TOM FIELD: So, you just conducted some new research which I consider to be an eye-opener on botnets and their influence within breached organizations. What jumps out for you?
STEPHEN BOYER: It's actually pretty impressive in terms of the research and findings. What we've always been asked is, well, how do the things that you see correlate with breach outcomes? In other words, what can you measure that's going to be indicative of a publicly disclosed breach. So this is really unprecedented where we looked at thousands of organizations and saw that organizations that have machines infected with botnets were over two times more likely to have a publicly disclosed breach.
Common Gaps
FIELD: What do you find to be the common security gaps within the organizations that were lower rated?
BOYER: Without doing a forensics analysis, it's hard for us to know for sure. Historically what we've seen is that organizations have weak patch management, poor change control and usually some issues in training, right? And so it's a combination of those. We don't know for sure all the controls that they have failed or the gaps in there. But over time and looking at enough industries, we've seen that usually these are very simple controls. There's usually kind of your basic blocking and tackling, but it's hard for these organizations to do them well and at scale.
Best Practices
FIELD: What do you find to be qualities of higher-rated organizations?
BOYER: Historically, financial services has always been the top - not as vulnerable. They definitely have weaknesses like everybody else. We see that they respond quickly. So typically the name of the game now has been 'how do you detect and recover quickly as opposed to protect and stop all issues?' The conversations I've been having lately and also here at RSA have been we recognize that there are going to be gaps; we recognize that we could be attacked and have breaches. But we really want to detect and recover it quickly. We see that in financial services. Their capabilities there are really the highest of any industry.
FIELD: How does BitSight help organizations to establish their benchmark and then build upon that positively?
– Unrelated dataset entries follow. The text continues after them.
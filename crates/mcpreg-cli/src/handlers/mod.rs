//! Command handlers that delegate to `RegistryService`.
//!
//! Handlers follow the canonical pattern:
//! - Signature: `pub async fn execute(ctx: &CliContext, ...) -> Result<()>`
//! - Thin wrappers that call the service and format the result
//! - A failed outcome is printed first, then returned as `CliError::Failed`

pub mod add;
pub mod get;
pub mod list;
pub mod paths;
pub mod probe;
pub mod remove;
pub mod test_all;
pub mod validate;
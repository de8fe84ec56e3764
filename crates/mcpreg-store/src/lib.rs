//! JSON file persistence for the mcpreg server registry.
#![deny(unsafe_code)]
#![deny(unused_crate_dependencies)]

pub mod json_store;

pub use json_store::{JsonRegistryStore, load_document, render_document, save_document};
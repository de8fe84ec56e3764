//! Probe orchestration.
//!
//! A stdio probe spawns the server and races three events:
//!
//! 1. the handshake completes (protocol exchange or fixed delay)
//! 2. the caller's timeout elapses
//! 3. the process exits on its own
//!
//! The first one decides the outcome. Both deadlines are measured from the
//! same spawn instant and the race is biased toward the handshake, so a
//! handshake that becomes ready exactly at the timeout still wins.

use std::fmt::Write as _;
use std::io;
use std::process::{ExitStatus, Stdio};
use std::time::Duration;

use tokio::io::BufReader;
use tokio::process::{ChildStdin, ChildStdout, Command};
use tokio::sync::watch;
use tokio::time::{Instant, sleep_until, timeout as within};

use mcpreg_core::{
    HandshakeStrategy, PlatformFamily, ProbeOutcome, ProbeResult, ProbeSettings, ProbeStep,
    ServerConfig, ServerIdentity,
};

use crate::handshake::{HandshakeError, HandshakePhase, perform_initialize};
use crate::http::{EndpointCheck, check_endpoint};
use crate::registry::{HandleGuard, HandleRegistry};
use crate::shutdown::{isolate, shutdown_tree};
use crate::stderr::{StderrTail, finish_reader};

pub const STEP_VALIDATE: &str = "Validating configuration";
pub const STEP_SPAWN: &str = "Starting server process";
pub const STEP_HANDSHAKE: &str = "Performing handshake";
pub const STEP_CONNECT: &str = "Testing connection";

/// How long to wait for an exit after the server closed its pipes.
const EXIT_SETTLE: Duration = Duration::from_millis(250);

/// How long to wait for the stderr reader to drain after the process stops.
const STDERR_DRAIN: Duration = Duration::from_millis(100);

/// Message for a probe that lost the race to the caller's timeout.
pub fn timeout_message(timeout: Duration) -> String {
    format!("Server did not respond within {}ms", timeout.as_millis())
}

fn millis(duration: Duration) -> u64 {
    u64::try_from(duration.as_millis()).unwrap_or(u64::MAX)
}

enum Race {
    Handshake(Result<Option<ServerIdentity>, HandshakeError>),
    TimedOut,
    Exited(io::Result<ExitStatus>),
}

/// Runs probes and owns the registry of in-flight probe processes.
#[derive(Debug, Clone)]
pub struct ProbeOrchestrator {
    settings: ProbeSettings,
    platform: PlatformFamily,
    handles: HandleRegistry,
}

impl ProbeOrchestrator {
    pub fn new(settings: ProbeSettings, platform: PlatformFamily) -> Self {
        Self {
            settings,
            platform,
            handles: HandleRegistry::new(),
        }
    }

    pub fn with_defaults() -> Self {
        Self::new(ProbeSettings::with_defaults(), PlatformFamily::current())
    }

    pub const fn settings(&self) -> &ProbeSettings {
        &self.settings
    }

    pub const fn platform(&self) -> PlatformFamily {
        self.platform
    }

    /// In-flight probes. Empty whenever no probe is running.
    pub const fn handles(&self) -> &HandleRegistry {
        &self.handles
    }

    /// Probe one server. Always resolves; failures are reported in the result.
    ///
    /// `timeout` defaults to the configured probe timeout.
    pub async fn probe(&self, config: &ServerConfig, timeout: Option<Duration>) -> ProbeResult {
        let timeout = timeout.unwrap_or_else(|| self.settings.default_timeout());
        tracing::debug!(
            server_name = %config.name,
            transport = %config.transport(),
            timeout_ms = millis(timeout),
            "Probing MCP server"
        );

        let result = self.run(config, timeout).await;

        if result.success {
            tracing::info!(
                server_name = %config.name,
                latency_ms = ?result.latency_ms,
                "MCP server probe succeeded"
            );
        } else {
            tracing::info!(
                server_name = %config.name,
                outcome = ?result.outcome,
                error = ?result.error,
                "MCP server probe failed"
            );
        }
        result
    }

    async fn run(&self, config: &ServerConfig, timeout: Duration) -> ProbeResult {
        let mut steps = Vec::new();

        let report = config.check();
        if !report.valid {
            let summary = report.summary();
            steps.push(ProbeStep::error(STEP_VALIDATE, summary.clone()));
            return ProbeResult::failed(ProbeOutcome::Misconfigured, steps, summary);
        }
        steps.push(ProbeStep::success(STEP_VALIDATE, "Configuration is valid"));

        let Some(guard) = self.handles.try_reserve(&config.name) else {
            let message = format!("A probe for '{}' is already running", config.name);
            let step_name = if config.transport().is_remote() {
                STEP_CONNECT
            } else {
                STEP_SPAWN
            };
            steps.push(ProbeStep::pending(step_name, message.clone()));
            return ProbeResult::failed(ProbeOutcome::AlreadyInFlight, steps, message);
        };

        if config.transport().is_remote() {
            self.probe_remote(config, timeout, steps).await
        } else {
            self.probe_stdio(config, timeout, steps, &guard).await
        }
    }

    async fn probe_remote(
        &self,
        config: &ServerConfig,
        timeout: Duration,
        mut steps: Vec<ProbeStep>,
    ) -> ProbeResult {
        let definition = &config.definition;
        let url = definition.url.as_deref().unwrap_or_default();

        match check_endpoint(config.transport(), url, &definition.headers, timeout).await {
            EndpointCheck::Reachable { status, latency_ms } => {
                steps.push(ProbeStep::success(
                    STEP_CONNECT,
                    format!("{url} answered with HTTP {status}"),
                ));
                ProbeResult::succeeded(steps, latency_ms)
            }
            EndpointCheck::Rejected { status } => {
                let message = format!("{url} answered with HTTP {status}");
                steps.push(ProbeStep::error(STEP_CONNECT, message.clone()));
                ProbeResult::failed(ProbeOutcome::Unreachable, steps, message)
            }
            EndpointCheck::TimedOut => {
                let message = timeout_message(timeout);
                steps.push(ProbeStep::error(STEP_CONNECT, message.clone()));
                ProbeResult::failed(ProbeOutcome::TimedOut, steps, message)
            }
            EndpointCheck::Failed(reason) => {
                let message = format!("Failed to connect to {url}: {reason}");
                steps.push(ProbeStep::error(STEP_CONNECT, message.clone()));
                ProbeResult::failed(ProbeOutcome::Unreachable, steps, message)
            }
        }
    }

    async fn probe_stdio(
        &self,
        config: &ServerConfig,
        timeout: Duration,
        mut steps: Vec<ProbeStep>,
        guard: &HandleGuard,
    ) -> ProbeResult {
        let definition = &config.definition;
        let command = definition.command.as_deref().unwrap_or_default();
        let (program, args) = self.platform.translate(command, &definition.args);
        let working_dir = definition
            .working_directory
            .as_deref()
            .filter(|d| !d.trim().is_empty());

        let mut cmd = Command::new(&program);
        cmd.args(&args)
            .envs(&definition.env)
            .stdin(Stdio::piped())
            .stdout(Stdio::piped())
            .stderr(Stdio::piped())
            .kill_on_drop(true);
        if let Some(dir) = working_dir {
            cmd.current_dir(dir);
        }
        isolate(&mut cmd);

        let started = Instant::now();
        let mut child = match cmd.spawn() {
            Ok(child) => child,
            Err(e) => {
                tracing::warn!(
                    server_name = %config.name,
                    command = %program,
                    error = %e,
                    "Failed to spawn MCP server"
                );
                let message = format!("Failed to start server: {e}");
                steps.push(
                    ProbeStep::error(STEP_SPAWN, message.clone())
                        .with_details(spawn_failure_details(&e, &program, &args, working_dir)),
                );
                return ProbeResult::failed(ProbeOutcome::SpawnFailed, steps, message);
            }
        };

        let pid = child.id();
        guard.record_spawn(pid);
        steps.push(ProbeStep::success(
            STEP_SPAWN,
            pid.map_or_else(
                || format!("Started {program}"),
                |pid| format!("Started {program} (pid {pid})"),
            ),
        ));

        let tail = StderrTail::new(self.settings.stderr_tail_lines);
        let stderr_reader = child.stderr.take().map(|stderr| tail.spawn_reader(stderr));

        let (phase_tx, phase_rx) = watch::channel(HandshakePhase::WaitingForBanner);
        let handshake = wait_for_handshake(
            self.settings.handshake,
            child.stdin.take(),
            child.stdout.take(),
            started,
            phase_tx,
        );

        let race = tokio::select! {
            biased;
            result = handshake => Race::Handshake(result),
            () = sleep_until(started + timeout) => Race::TimedOut,
            status = child.wait() => Race::Exited(status),
        };

        // Pipes closing right before an exit look like a handshake failure.
        let race = match race {
            Race::Handshake(Err(e @ (HandshakeError::Closed | HandshakeError::Io(_)))) => {
                match within(EXIT_SETTLE, child.wait()).await {
                    Ok(status) => Race::Exited(status),
                    Err(_) => Race::Handshake(Err(e)),
                }
            }
            other => other,
        };
        let latency_ms = millis(started.elapsed());

        // Also runs after an exit: the server may have left children behind.
        if let Err(e) = shutdown_tree(&mut child, pid, self.settings.shutdown_grace()).await {
            tracing::warn!(server_name = %config.name, error = %e, "Failed to stop probe process");
        }
        if let Some(reader) = stderr_reader {
            if !finish_reader(reader, STDERR_DRAIN).await {
                tracing::debug!(server_name = %config.name, "Stderr still open after shutdown, reader aborted");
            }
        }
        let stderr = tail.render();

        match race {
            Race::Handshake(Ok(identity)) => {
                let message = match (&identity, self.settings.handshake) {
                    (Some(identity), _) => format!(
                        "{} answered initialize (protocol {})",
                        identity.name, identity.protocol_version
                    ),
                    (None, HandshakeStrategy::FixedDelay { delay_ms }) => {
                        format!("Process still running after {delay_ms}ms")
                    }
                    (None, HandshakeStrategy::Protocol) => "Handshake completed".to_string(),
                };
                steps.push(ProbeStep::success(STEP_HANDSHAKE, message));
                let result = ProbeResult::succeeded(steps, latency_ms);
                match identity {
                    Some(identity) => result.with_server(identity),
                    None => result,
                }
            }
            Race::Handshake(Err(e)) => {
                let message = format!("Handshake failed: {e}");
                steps.push(with_stderr(ProbeStep::error(STEP_HANDSHAKE, message.clone()), stderr));
                ProbeResult::failed(ProbeOutcome::HandshakeFailed, steps, message)
            }
            Race::TimedOut => {
                let message = timeout_message(timeout);
                let mut details = format!("handshake phase: {}", *phase_rx.borrow());
                if let Some(stderr) = stderr {
                    let _ = write!(details, "\nstderr:\n{stderr}");
                }
                steps.push(ProbeStep::error(STEP_HANDSHAKE, message.clone()).with_details(details));
                ProbeResult::failed(ProbeOutcome::TimedOut, steps, message)
            }
            Race::Exited(status) => {
                let message = match status {
                    Ok(status) => format!("Server process exited before the handshake completed ({status})"),
                    Err(e) => format!("Lost track of server process: {e}"),
                };
                steps.push(with_stderr(ProbeStep::error(STEP_HANDSHAKE, message.clone()), stderr));
                ProbeResult::failed(ProbeOutcome::Exited, steps, message)
            }
        }
    }
}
BOYER: At BitSight, we're rating thousands of companies. We're tracking them against their industry, so we're able to compare organizations against their peers, whether it's who they may be competing with, their competitors, or the industry track that they're tracking. And so because we can track against thousands of companies, we're able to say, 'now, here's where you fit.' Additionally, because we're able to do that, we can provide that information to the company so they can understand where are their gaps, where should they focus and prioritize? And alternatively, what we help our customers focus on is third-party risk management, which is: Now you can understand yourself, and now let's look at the supply chain, let's look at your partners and understand where they may be having gaps, or that may be additional risk to you if you've seen some really high-profile breaches that have really happened through the supply chain.
Validating Research
FIELD: Stephen, yours is a fairly young organization. You spend a good deal of time explaining to people what you do. How does this research really validate your market position?
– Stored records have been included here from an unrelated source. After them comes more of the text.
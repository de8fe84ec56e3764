//! Reachability check for http and sse servers.

use std::collections::BTreeMap;
use std::time::{Duration, Instant};

use reqwest::Client;
use reqwest::header::{ACCEPT, HeaderMap, HeaderName, HeaderValue};

use mcpreg_core::TransportKind;

/// What a single GET against a remote server produced.
#[derive(Debug, Clone, PartialEq, Eq)]
pub enum EndpointCheck {
    /// A response arrived with an acceptable status.
    Reachable { status: u16, latency_ms: u64 },
    /// A response arrived, but its status means the server is not usable.
    Rejected { status: u16 },
    /// Nothing arrived before the timeout.
    TimedOut,
    /// The request could not be made (DNS, refused, TLS, bad header).
    Failed(String),
}

/// A response counts as reachable unless the server errored or the path
/// does not exist. Auth failures and method errors still prove a server
/// is listening.
pub const fn is_reachable_status(status: u16) -> bool {
    status != 404 && !matches!(status, 500..=599)
}

fn accept_header(transport: TransportKind) -> &'static str {
    match transport {
        TransportKind::Sse => "text/event-stream",
        TransportKind::Http | TransportKind::Stdio => "application/json, text/event-stream",
    }
}

fn build_headers(
    transport: TransportKind,
    headers: &BTreeMap<String, String>,
) -> Result<HeaderMap, String> {
    let mut map = HeaderMap::new();
    map.insert(ACCEPT, HeaderValue::from_static(accept_header(transport)));
    for (key, value) in headers {
        let name = HeaderName::from_bytes(key.as_bytes())
            .map_err(|e| format!("Invalid header name '{key}': {e}"))?;
        let value = HeaderValue::from_str(value)
            .map_err(|e| format!("Invalid value for header '{key}': {e}"))?;
        map.insert(name, value);
    }
    Ok(map)
}

fn is_loopback(url: &str) -> bool {
    reqwest::Url::parse(url).is_ok_and(|u| {
        matches!(u.host_str(), Some("localhost" | "127.0.0.1" | "[::1]"))
    })
}

/// Issue one GET to `url` bounded by `timeout`.
pub async fn check_endpoint(
    transport: TransportKind,
    url: &str,
    headers: &BTreeMap<String, String>,
    timeout: Duration,
) -> EndpointCheck {
    let headers = match build_headers(transport, headers) {
        Ok(headers) => headers,
        Err(message) => return EndpointCheck::Failed(message),
    };

    let mut builder = Client::builder().timeout(timeout);
    if is_loopback(url) {
        builder = builder.no_proxy();
    }
    let client = match builder.build() {
        Ok(client) => client,
        Err(e) => return EndpointCheck::Failed(format!("Failed to build HTTP client: {e}")),
    };

    let started = Instant::now();
    match client.get(url).headers(headers).send().await {
        Ok(response) => {
            let status = response.status().as_u16();
            let latency_ms = u64::try_from(started.elapsed().as_millis()).unwrap_or(u64::MAX);
            tracing::debug!(url, status, latency_ms, "Endpoint answered");
            if is_reachable_status(status) {
                EndpointCheck::Reachable { status, latency_ms }
            } else {
                EndpointCheck::Rejected { status }
            }
        }
        Err(e) if e.is_timeout() => EndpointCheck::TimedOut,
        Err(e) => {
            tracing::debug!(url, error = %e, "Endpoint request failed");
            EndpointCheck::Failed(e.to_string())
        }
    }
}

#[cfg(test)]
mod tests {
    use super::*;
    use tokio::io::{AsyncReadExt, AsyncWriteExt};
    use tokio::net::TcpListener;

    /// Serve exactly one canned HTTP response on an ephemeral port.
    async fn serve_once(status_line: &'static str) -> String {
        let listener = TcpListener::bind("127.0.0.1:0").await.unwrap();
        let addr = listener.local_addr().unwrap();
        tokio::spawn(async move {
            let (mut socket, _) = listener.accept().await.unwrap();
            let mut buf = [0u8; 1024];
            let _ = socket.read(&mut buf).await;
            let response =
                format!("HTTP/1.1 {status_line}\r\nContent-Length: 0\r\nConnection: close\r\n\r\n");
            let _ = socket.write_all(response.as_bytes()).await;
        });
        format!("http://{addr}/mcp")
    }

    #[test]
    fn test_status_rule() {
        assert!(is_reachable_status(200));
        assert!(is_reachable_status(401));
        assert!(is_reachable_status(405));
        assert!(!is_reachable_status(404));
        assert!(!is_reachable_status(500));
        assert!(!is_reachable_status(503));
    }

    #[test]
    fn test_loopback_detection() {
        assert!(is_loopback("http://127.0.0.1:8080/mcp"));
        assert!(is_loopback("http://localhost/sse"));
        assert!(!is_loopback("https://mcp.example.com/sse"));
        assert!(!is_loopback("not a url"));
    }

    #[test]
    fn test_bad_header_is_rejected() {
        let mut headers = BTreeMap::new();
        headers.insert("bad header".to_string(), "x".to_string());
        assert!(build_headers(TransportKind::Http, &headers).is_err());
    }

    #[tokio::test]
    async fn test_ok_response_is_reachable() {
        let url = serve_once("200 OK").await;
        let check = check_endpoint(
            TransportKind::Http,
            &url,
            &BTreeMap::new(),
            Duration::from_secs(5),
        )
        .await;
        assert!(matches!(check, EndpointCheck::Reachable { status: 200, .. }));
    }

    #[tokio::test]
    async fn test_not_found_is_rejected() {
        let url = serve_once("404 Not Found").await;
        let check = check_endpoint(
            TransportKind::Sse,
            &url,
            &BTreeMap::new(),
            Duration::from_secs(5),
        )
        .await;
        assert_eq!(check, EndpointCheck::Rejected { status: 404 });
    }

    #[tokio::test]
    async fn test_refused_connection_fails() {
        // Bind then drop to get a port nothing listens on.
        let listener = TcpListener::bind("127.0.0.1:0").await.unwrap();
        let addr = listener.local_addr().unwrap();
        drop(listener);

        let check = check_endpoint(
            TransportKind::Http,
            &format!("http://{addr}/"),
            &BTreeMap::new(),
            Duration::from_secs(5),
        )
        .await;
        assert!(matches!(check, EndpointCheck::Failed(_)));
    }

    #[tokio::test]
    async fn test_silent_server_times_out() {
        let listener = TcpListener::bind("127.0.0.1:0").await.unwrap();
        let addr = listener.local_addr().unwrap();
        tokio::spawn(async move {
            let (_socket, _) = listener.accept().await.unwrap();
            tokio::time::sleep(Duration::from_secs(10)).await;
        });

        let check = check_endpoint(
            TransportKind::Http,
            &format!("http://{addr}/"),
            &BTreeMap::new(),
            Duration::from_millis(200),
        )
        .await;
        assert_eq!(check, EndpointCheck::TimedOut);
    }
}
BOYER: So, one, the approach, right? Because now you can learn really interesting things that have strong statistical basis for risk management completely from the outside, and we've known this for a while, which is, well, how can you learn this without maybe a questionnaire or without a full audit? And there's no doubt you're not seeing everything. Even with a full audit, you're not going to see everything. But what we're seeing is if you get enough measurement over a long period of time, you're starting to learn about the culture and the execution of an organization. And so for us, it's looking at years of data, high-quality data. But now that you've got these strong, predictable signals, you can decide how you want to prioritize that - how do you want to report it up, how do you want to underwrite insurance, how do you want to communicate with the supply chain? And it's key to change the discussion from, you know, maybe subjective questions to hard data that you can have really data-driven discussions with.